Ted: I don't hope to persuade you, but I'm unclear about what you mean by a "transparently bogus statistic of 'number of malpractice verdicts.'" I couldn't find a better article to link to, but the numbers the attorney quoted in the article came from a report by the Madison County Court Clerk. The numbers are indisputable. Despite the mumbo jumbo in the newspapers, there are simply not many malpractive verdicts in Madison County, and the talk about the juries "handing out generous damage awards for pain and suffering to victims of medical malpractice" is just plain wrong. Another article about the small number of verdicts, which quotes the chief judge, is here.

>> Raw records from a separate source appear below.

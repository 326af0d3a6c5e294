use clap::{Args, Subcommand};

use common::prelude::DataroomView;
use dataroom_daemon::http_server::api::client::ApiError;
use dataroom_daemon::http_server::api::v0::datarooms::{
    CountRequest, CreateRequest, DeleteRequest, GetRequest, ListRequest, RenameRequest,
};

use crate::cli::op::{Op, OpContext};

crate::command_enum! {
    (Create, CreateRequest),
    (List, ListRequest),
    (Get, GetRequest),
    (Rename, RenameRequest),
    (Rm, DeleteRequest),
    (Count, CountRequest),
}

// Rename the generated Command to RoomCommand for clarity
pub type RoomCommand = Command;

#[derive(Args, Debug, Clone)]
pub struct Room {
    #[command(subcommand)]
    pub command: RoomCommand,
}

#[async_trait::async_trait]
impl Op for Room {
    type Error = OpError;
    type Output = OpOutput;

    async fn execute(&self, ctx: &OpContext) -> Result<Self::Output, Self::Error> {
        self.command.execute(ctx).await
    }
}

#[derive(Debug, thiserror::Error)]
pub enum RoomOpError {
    #[error("API error: {0}")]
    Api(#[from] ApiError),
}

fn describe(view: &DataroomView) -> String {
    format!("{}  {}  ({})", view.dataroom.id, view.dataroom.name, view.role)
}

#[async_trait::async_trait]
impl Op for CreateRequest {
    type Error = RoomOpError;
    type Output = String;

    async fn execute(&self, ctx: &OpContext) -> Result<Self::Output, Self::Error> {
        let mut client = ctx.client.clone();
        let view = client.call(self.clone()).await?;
        Ok(format!("Created dataroom {}", describe(&view)))
    }
}

#[async_trait::async_trait]
impl Op for ListRequest {
    type Error = RoomOpError;
    type Output = String;

    async fn execute(&self, ctx: &OpContext) -> Result<Self::Output, Self::Error> {
        let mut client = ctx.client.clone();
        let response = client.call(self.clone()).await?;

        if response.datarooms.is_empty() {
            return Ok("No datarooms found".to_string());
        }
        Ok(response
            .datarooms
            .iter()
            .map(describe)
            .collect::<Vec<_>>()
            .join("\n"))
    }
}

#[async_trait::async_trait]
impl Op for GetRequest {
    type Error = RoomOpError;
    type Output = String;

    async fn execute(&self, ctx: &OpContext) -> Result<Self::Output, Self::Error> {
        let mut client = ctx.client.clone();
        let view = client.call(self.clone()).await?;
        Ok(format!(
            "{}\n  created: {}\n  updated: {}\n  can: {}",
            describe(&view),
            view.dataroom.created_at,
            view.dataroom.updated_at,
            view.role.capabilities().join(", ")
        ))
    }
}

#[async_trait::async_trait]
impl Op for RenameRequest {
    type Error = RoomOpError;
    type Output = String;

    async fn execute(&self, ctx: &OpContext) -> Result<Self::Output, Self::Error> {
        let mut client = ctx.client.clone();
        let dataroom = client.call(self.clone()).await?;
        Ok(format!("Renamed dataroom {} to '{}'", dataroom.id, dataroom.name))
    }
}

#[async_trait::async_trait]
impl Op for DeleteRequest {
    type Error = RoomOpError;
    type Output = String;

    async fn execute(&self, ctx: &OpContext) -> Result<Self::Output, Self::Error> {
        let mut client = ctx.client.clone();
        let report = client.call(self.clone()).await?;
        Ok(format!(
            "Deleted dataroom {}: {} folders, {} files, {} access grants",
            self.dataroom_id, report.folders, report.files, report.grants
        ))
    }
}

#[async_trait::async_trait]
impl Op for CountRequest {
    type Error = RoomOpError;
    type Output = String;

    async fn execute(&self, ctx: &OpContext) -> Result<Self::Output, Self::Error> {
        let mut client = ctx.client.clone();
        let count = client.call(self.clone()).await?;
        Ok(format!(
            "{} folders, {} files ({} items)",
            count.folders, count.files, count.total
        ))
    }
}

You speak of the "hundreds of class actions and thousands of asbestos cases" in Madison County. Maybe so, but there are far fewer class actions in Madison County than in many other jurisdictions around the country--pick any city in any large metropolitan area. Another problem with your statement: although it's true that many class actions have been filed, the number of cases certified each year is very few, as follows: 1999, 12; 2000, 14; 2001, 2; 2002, 1.

As for asbestos: all of the asbestos cases filed in Illinois have ties to Illinois, since the rules on forum non conveniens here in Illinois are much more strict than in many other states. Moreover, Madison County has the distinction of being the jurisdiction where model rules for asbestos cases, now used around the country, were first developed by the lawyers and judges.

Here in Madison County, we hear a lot of tort-reform-minded people referring to our community as a "small, rural county." Actually, the population is 260,000; by comparison, the population of the City of St. Louis is 339,000. The entire metropolitan St. Louis population, of which Madison County is a part, is 2.5 million.

Why "judicial hellhole"? In the 1999-2002 period, 55 of 166 verdicts in Madison County resulted in $0 to the plaintiff; only 11 of 166 verdicts were in excess of $1,000,000. The median verdict was $28,649. I don't think this could be far out of line with anywhere else in the country.